In a blind panic, she called his phone, but there was no answer. She immediately hailed a passing motorcycle taxi, known locally as an Okada, and raced to the scene.
But nothing could have prepared her for the harrowing scenes she witnessed when she got there, she said.
“While I was looking for my son… I saw people running and someone was in the gutter and had an iron bar in his eye. The person was already dead,” she recalled.
One year on from the shooting by security forces that quashed Nigeria’s fledgling youth protest movement, known as #EndSARS, Adesola (not her real name) is speaking to CNN on the condition of anonymity, for fear of recriminations.
We have also withheld her son’s name at her request.
“We got there around 5 or 6 am,” she said in her first sit-down interview. “We saw a lot of people. There was a child holding a Nigerian flag lying dead, there was a bullet wound on the side of his body.
“He was a small boy and there were a lot of people there,” she told CNN from a makeshift wooden structure where she ekes out a living selling cold beverages.
‘He died in my arms
As Adesola surveyed the scenes of chaos and stepped over the hastily discarded belongings of panicked protesters, she spotted a familiar figure lying in a pool of blood on the ground, wearing just one shoe.
“When I saw my son, I shouted and held him… The blood was too much, there was a bullet wound on his chest. His clothes were torn and the bullet had come out of his back,” she said, weeping as she recounted the painful moment.

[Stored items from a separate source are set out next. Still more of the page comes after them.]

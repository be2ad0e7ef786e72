//! Streaming readers for IDX feature (IDX3) and label (IDX1) files.
//!
//! # Feature file layout
//! ```text
//! bytes  0-3:   magic       (0x00000803 for MNIST images, big-endian u32)
//! bytes  4-7:   N           (number of samples, big-endian u32)
//! bytes  8-11:  rows        (big-endian u32)
//! bytes 12-15:  cols        (big-endian u32)
//! bytes 16..:   N * rows * cols bytes, sample-major, uint8
//! ```
//!
//! # Label file layout
//! ```text
//! bytes  0-3:   magic       (0x00000801 for MNIST labels, big-endian u32)
//! bytes  4-7:   N           (number of labels, big-endian u32)
//! bytes  8..:   N bytes, one raw label per sample
//! ```
//!
//! Both readers pull bytes sequentially from any `Read`, so the same code
//! serves files on disk and in-memory buffers in tests.
use std::fs::File;
use std::io::{self, BufReader, Read};
use std::path::Path;

use log::{debug, info, warn};

use crate::error::{DataError, Result};
use crate::idx::header::{
    decode_be_u32, hex_bytes, FeatureHeader, IdxMagic, LabelHeader, FEATURE_MAGIC, LABEL_MAGIC,
};

const FEATURE_HEADER_WORDS: usize = 4;
const LABEL_HEADER_WORDS: usize = 2;

// ---------------------------------------------------------------------------
// Public API
// ---------------------------------------------------------------------------

/// Opens `path` and reads every sample of a feature file.
///
/// Returns the parsed header and one `Vec<u8>` of length `rows * cols` per
/// sample, in file order.
pub fn read_feature_file(path: &Path, strict: bool) -> Result<(FeatureHeader, Vec<Vec<u8>>)> {
    let mut reader = open(path)?;
    read_features(&mut reader, path, strict)
}

/// Opens `path` and reads every raw label of a label file.
pub fn read_label_file(path: &Path, strict: bool) -> Result<(LabelHeader, Vec<u8>)> {
    let mut reader = open(path)?;
    read_labels(&mut reader, path, strict)
}

/// Reads a feature file from an arbitrary byte stream.
///
/// `path` is only used to label errors and log lines.
pub fn read_features<R: Read>(
    reader: &mut R,
    path: &Path,
    strict: bool,
) -> Result<(FeatureHeader, Vec<Vec<u8>>)> {
    let words = read_header_words(reader, path, FEATURE_HEADER_WORDS)?;
    let header = FeatureHeader {
        magic: IdxMagic(words[0]),
        samples: words[1] as usize,
        rows: words[2] as usize,
        cols: words[3] as usize,
    };
    check_magic(path, header.magic, FEATURE_MAGIC, strict)?;

    info!(
        "{}: magic {}, {} samples of {}x{}",
        path.display(),
        header.magic,
        header.samples,
        header.rows,
        header.cols
    );

    let sample_size = match header.data_len().and(header.sample_size()) {
        Some(size) if size > 0 || header.samples == 0 => size,
        _ => {
            return Err(DataError::InvalidDimensions {
                path: path.to_path_buf(),
                samples: header.samples,
                rows: header.rows,
                cols: header.cols,
            })
        }
    };

    let mut samples = Vec::new();
    for sample in 0..header.samples {
        let buf = read_up_to(reader, sample_size).map_err(|e| DataError::from_io(path, e))?;
        if buf.len() < sample_size {
            return Err(DataError::TruncatedSample {
                path: path.to_path_buf(),
                sample,
                offset: buf.len(),
                sample_size,
            });
        }
        samples.push(buf);
    }

    info!("{}: read {} feature vectors", path.display(), samples.len());
    Ok((header, samples))
}

/// Reads a label file from an arbitrary byte stream.
pub fn read_labels<R: Read>(
    reader: &mut R,
    path: &Path,
    strict: bool,
) -> Result<(LabelHeader, Vec<u8>)> {
    let words = read_header_words(reader, path, LABEL_HEADER_WORDS)?;
    let header = LabelHeader {
        magic: IdxMagic(words[0]),
        labels: words[1] as usize,
    };
    check_magic(path, header.magic, LABEL_MAGIC, strict)?;

    info!(
        "{}: magic {}, {} labels",
        path.display(),
        header.magic,
        header.labels
    );

    let labels = read_up_to(reader, header.labels).map_err(|e| DataError::from_io(path, e))?;
    if labels.len() < header.labels {
        return Err(DataError::TruncatedLabels {
            path: path.to_path_buf(),
            index: labels.len(),
            declared: header.labels,
        });
    }

    Ok((header, labels))
}

// ---------------------------------------------------------------------------
// Private helpers
// ---------------------------------------------------------------------------

fn open(path: &Path) -> Result<BufReader<File>> {
    let file = File::open(path).map_err(|e| DataError::from_io(path, e))?;
    Ok(BufReader::new(file))
}

/// Reads `count` big-endian header words, logging each one's raw bytes.
fn read_header_words<R: Read>(reader: &mut R, path: &Path, count: usize) -> Result<Vec<u32>> {
    let mut words = Vec::with_capacity(count);
    for word in 0..count {
        let mut bytes = [0u8; 4];
        let filled = fill(reader, &mut bytes).map_err(|e| DataError::from_io(path, e))?;
        if filled < bytes.len() {
            return Err(DataError::TruncatedHeader {
                path: path.to_path_buf(),
                word,
                expected_words: count,
            });
        }
        debug!("raw bytes for header[{}]: {}", word, hex_bytes(&bytes));
        words.push(decode_be_u32(bytes));
    }
    Ok(words)
}

fn check_magic(path: &Path, magic: IdxMagic, expected: u32, strict: bool) -> Result<()> {
    if magic.0 == expected {
        return Ok(());
    }
    if strict {
        return Err(DataError::InvalidMagic {
            path: path.to_path_buf(),
            expected,
            got: magic.0,
        });
    }
    warn!(
        "{}: unexpected magic {} (expected {:#010x}), continuing",
        path.display(),
        magic,
        expected
    );
    Ok(())
}

/// Reads at most `len` bytes. The buffer grows with the bytes that actually
/// arrive, so a header that overstates the data cannot force a huge allocation.
fn read_up_to<R: Read>(reader: &mut R, len: usize) -> io::Result<Vec<u8>> {
    let mut buf = Vec::new();
    reader.by_ref().take(len as u64).read_to_end(&mut buf)?;
    Ok(buf)
}

/// Reads until `buf` is full or the stream ends; returns the bytes filled.
///
/// Unlike `read_exact`, a short read still reports how far it got.
fn fill<R: Read>(reader: &mut R, buf: &mut [u8]) -> io::Result<usize> {
    let mut filled = 0;
    while filled < buf.len() {
        match reader.read(&mut buf[filled..]) {
            Ok(0) => break,
            Ok(n) => filled += n,
            Err(e) if e.kind() == io::ErrorKind::Interrupted => continue,
            Err(e) => return Err(e),
        }
    }
    Ok(filled)
}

Despite his injuries, she discovered her son was still alive.
“I saw other people carrying their relatives, so I tried to carry him because he was still breathing at that moment. I called for help and people came to help me put him in a vehicle,” she said.

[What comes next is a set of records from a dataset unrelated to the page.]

// Integration tests for ferrite-data: real IDX files on disk through DataHandler.

use std::collections::HashSet;
use std::fs;
use std::path::PathBuf;

use ferrite_data::idx::{build_idx1_bytes, build_idx3_bytes};
use ferrite_data::{DataError, DataHandler, LoaderConfig};

/// A per-test directory under the system temp dir, removed on drop.
struct Scratch {
    dir: PathBuf,
}

impl Scratch {
    fn new(test: &str) -> Self {
        let dir = std::env::temp_dir()
            .join(format!("ferrite-data-{}-{}", test, std::process::id()));
        fs::create_dir_all(&dir).unwrap();
        Self { dir }
    }

    fn write(&self, name: &str, bytes: &[u8]) -> PathBuf {
        let path = self.dir.join(name);
        fs::write(&path, bytes).unwrap();
        path
    }
}

impl Drop for Scratch {
    fn drop(&mut self) {
        let _ = fs::remove_dir_all(&self.dir);
    }
}

fn seeded(seed: u64) -> LoaderConfig {
    LoaderConfig { seed: Some(seed), ..Default::default() }
}

// Feature reading

#[test]
fn test_three_two_by_two_samples() {
    let tmp = Scratch::new("three_two_by_two_samples");
    let pixels: Vec<u8> = (0..12).collect();
    let bytes = build_idx3_bytes(&[&pixels[0..4], &pixels[4..8], &pixels[8..12]], 2, 2);
    let path = tmp.write("three_samples.idx3", &bytes);

    let mut h = DataHandler::default();
    h.read_feature_vector(&path).unwrap();

    assert_eq!(h.len(), 3);
    assert_eq!(h.feature_len(), 4);
    assert_eq!(h.records()[0].features(), &[0, 1, 2, 3]);
    assert_eq!(h.records()[1].features(), &[4, 5, 6, 7]);
    assert_eq!(h.records()[2].features(), &[8, 9, 10, 11]);
}

#[test]
fn test_truncated_feature_file_names_sample() {
    let tmp = Scratch::new("truncated_feature_file_names_sample");
    let mut bytes = build_idx3_bytes(&[&[1; 4], &[2; 4], &[3; 4]], 2, 2);
    bytes.truncate(16 + 4 + 2);
    let path = tmp.write("truncated.idx3", &bytes);

    let mut h = DataHandler::default();
    let err = h.read_feature_vector(&path).unwrap_err();
    assert!(err.to_string().contains("sample 1"));
    match err {
        DataError::TruncatedSample { sample, offset, .. } => {
            assert_eq!(sample, 1);
            assert_eq!(offset, 2);
        }
        other => panic!("unexpected error: {other}"),
    }
    assert!(h.is_empty(), "failed read must not leave partial records");
}

#[test]
fn test_oversized_header_on_short_file_is_an_error() {
    let tmp = Scratch::new("oversized_header");
    let mut bytes = Vec::new();
    for word in [0x0000_0803u32, 1, 0xFFFF_FFFF, 0xFFFF_FFFF] {
        bytes.extend_from_slice(&word.to_be_bytes());
    }
    bytes.extend_from_slice(&[7, 8, 9]);
    let path = tmp.write("oversized.idx3", &bytes);

    let mut h = DataHandler::default();
    let err = h.read_feature_vector(&path).unwrap_err();
    assert!(matches!(
        err,
        DataError::TruncatedSample { sample: 0, .. } | DataError::InvalidDimensions { .. }
    ));
    assert!(h.is_empty());
}

#[test]
fn test_missing_files_are_typed_errors() {
    let mut h = DataHandler::default();
    let missing = std::env::temp_dir().join("ferrite-data-does-not-exist.idx3");
    assert!(matches!(
        h.read_feature_vector(&missing),
        Err(DataError::FileNotFound { .. })
    ));
    assert!(matches!(
        h.read_feature_labels(&missing),
        Err(DataError::FileNotFound { .. })
    ));
}

// Label attachment and enumeration

#[test]
fn test_labels_attach_and_enumerate() {
    let tmp = Scratch::new("labels_attach_and_enumerate");
    let features = tmp.write("enum.idx3", &build_idx3_bytes(&[&[0], &[1], &[2]], 1, 1));
    let labels = tmp.write("enum.idx1", &build_idx1_bytes(&[5, 5, 7]));

    let mut h = DataHandler::default();
    h.load(&features, &labels).unwrap();

    assert_eq!(h.num_classes(), 2);
    let raw: Vec<u8> = h.records().iter().map(|r| r.label()).collect();
    let enumerated: Vec<Option<usize>> =
        h.records().iter().map(|r| r.enumerated_label()).collect();
    assert_eq!(raw, vec![5, 5, 7]);
    assert_eq!(enumerated, vec![Some(0), Some(0), Some(1)]);
}

#[test]
fn test_too_many_labels_is_rejected() {
    let tmp = Scratch::new("too_many_labels_is_rejected");
    let features = tmp.write("few.idx3", &build_idx3_bytes(&[&[0], &[1]], 1, 1));
    let labels = tmp.write("many.idx1", &build_idx1_bytes(&[1, 2, 3]));

    let mut h = DataHandler::default();
    h.read_feature_vector(&features).unwrap();
    let err = h.read_feature_labels(&labels).unwrap_err();
    assert!(matches!(err, DataError::LabelCountExceedsRecords { labels: 3, records: 2 }));
    assert!(h.records().iter().all(|r| r.label() == 0));
}

#[test]
fn test_fewer_labels_is_a_count_mismatch() {
    let tmp = Scratch::new("fewer_labels");
    let features = tmp.write("three.idx3", &build_idx3_bytes(&[&[0], &[1], &[2]], 1, 1));
    let labels = tmp.write("two.idx1", &build_idx1_bytes(&[4, 4]));

    for strict in [false, true] {
        let mut h = DataHandler::new(LoaderConfig { strict, ..Default::default() });
        let err = h.load(&features, &labels).unwrap_err();
        assert!(matches!(err, DataError::CountMismatch { records: 3, labels: 2 }));
        assert!(h.records().iter().all(|r| r.label() == 0));
        assert_eq!(h.num_classes(), 0, "no class may be invented for unlabelled records");
    }
}

// Splitting

fn hundred_records(tmp: &Scratch) -> (PathBuf, PathBuf) {
    let samples: Vec<Vec<u8>> = (0..100u8).map(|i| vec![i]).collect();
    let refs: Vec<&[u8]> = samples.iter().map(|s| s.as_slice()).collect();
    let labels: Vec<u8> = (0..100u8).map(|i| i % 10).collect();
    (
        tmp.write("hundred.idx3", &build_idx3_bytes(&refs, 1, 1)),
        tmp.write("hundred.idx1", &build_idx1_bytes(&labels)),
    )
}

fn ids(records: &[ferrite_data::Record]) -> Vec<u8> {
    records.iter().map(|r| r.features()[0]).collect()
}

#[test]
fn test_split_sizes_and_coverage() {
    let tmp = Scratch::new("split_sizes_and_coverage");
    let (features, labels) = hundred_records(&tmp);
    let mut h = DataHandler::new(LoaderConfig {
        train_percent: 0.7,
        test_percent: 0.2,
        seed: Some(5),
        strict: true,
    });
    h.load(&features, &labels).unwrap();
    h.split_data().unwrap();

    assert_eq!(h.training_data().len(), 70);
    assert_eq!(h.test_data().len(), 20);
    assert_eq!(h.validation_data().len(), 10);

    let all: Vec<u8> = [h.training_data(), h.test_data(), h.validation_data()]
        .iter()
        .flat_map(|s| ids(s))
        .collect();
    let unique: HashSet<u8> = all.iter().copied().collect();
    assert_eq!(all.len(), 100);
    assert_eq!(unique, (0..100u8).collect::<HashSet<_>>());

    // Labels travel with their features through the shuffle.
    for r in h.records() {
        assert_eq!(r.label(), r.features()[0] % 10);
    }
}

#[test]
fn test_fixed_seed_reproduces_partition() {
    let tmp = Scratch::new("fixed_seed_reproduces_partition");
    let (features, labels) = hundred_records(&tmp);
    let run = |seed| {
        let mut h = DataHandler::new(seeded(seed));
        h.load(&features, &labels).unwrap();
        h.split_data().unwrap();
        (ids(h.training_data()), ids(h.test_data()), ids(h.validation_data()))
    };

    assert_eq!(run(99), run(99));

    let (a_train, a_test, a_val) = run(1);
    let (b_train, b_test, b_val) = run(2);
    assert_eq!(a_train.len(), b_train.len());
    assert_eq!(a_test.len(), b_test.len());
    assert_eq!(a_val.len(), b_val.len());
    assert_ne!(a_train, b_train);
}

#[test]
fn test_reading_features_again_resets_split() {
    let tmp = Scratch::new("reading_features_again_resets_split");
    let (features, labels) = hundred_records(&tmp);
    let mut h = DataHandler::new(seeded(0));
    h.load(&features, &labels).unwrap();
    h.split_data().unwrap();
    assert!(!h.training_data().is_empty());

    h.read_feature_vector(&features).unwrap();
    assert_eq!(h.len(), 200);
    assert!(h.training_data().is_empty());
}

“He was looking at us while we were carrying him. He was just screaming ‘ah, ah,’ in pain.”
They tried desperately to revive him in the car, but he didn’t make it, she told CNN.
“He died in my arms,” Adesola said. “I was shouting and I couldn’t keep calm.”
Her son was buried almost immediately in line with Muslim burial rites.
He was 32 and left behind two children, 14 and nine, who had also lost their mother in undisclosed circumstances a few years earlier.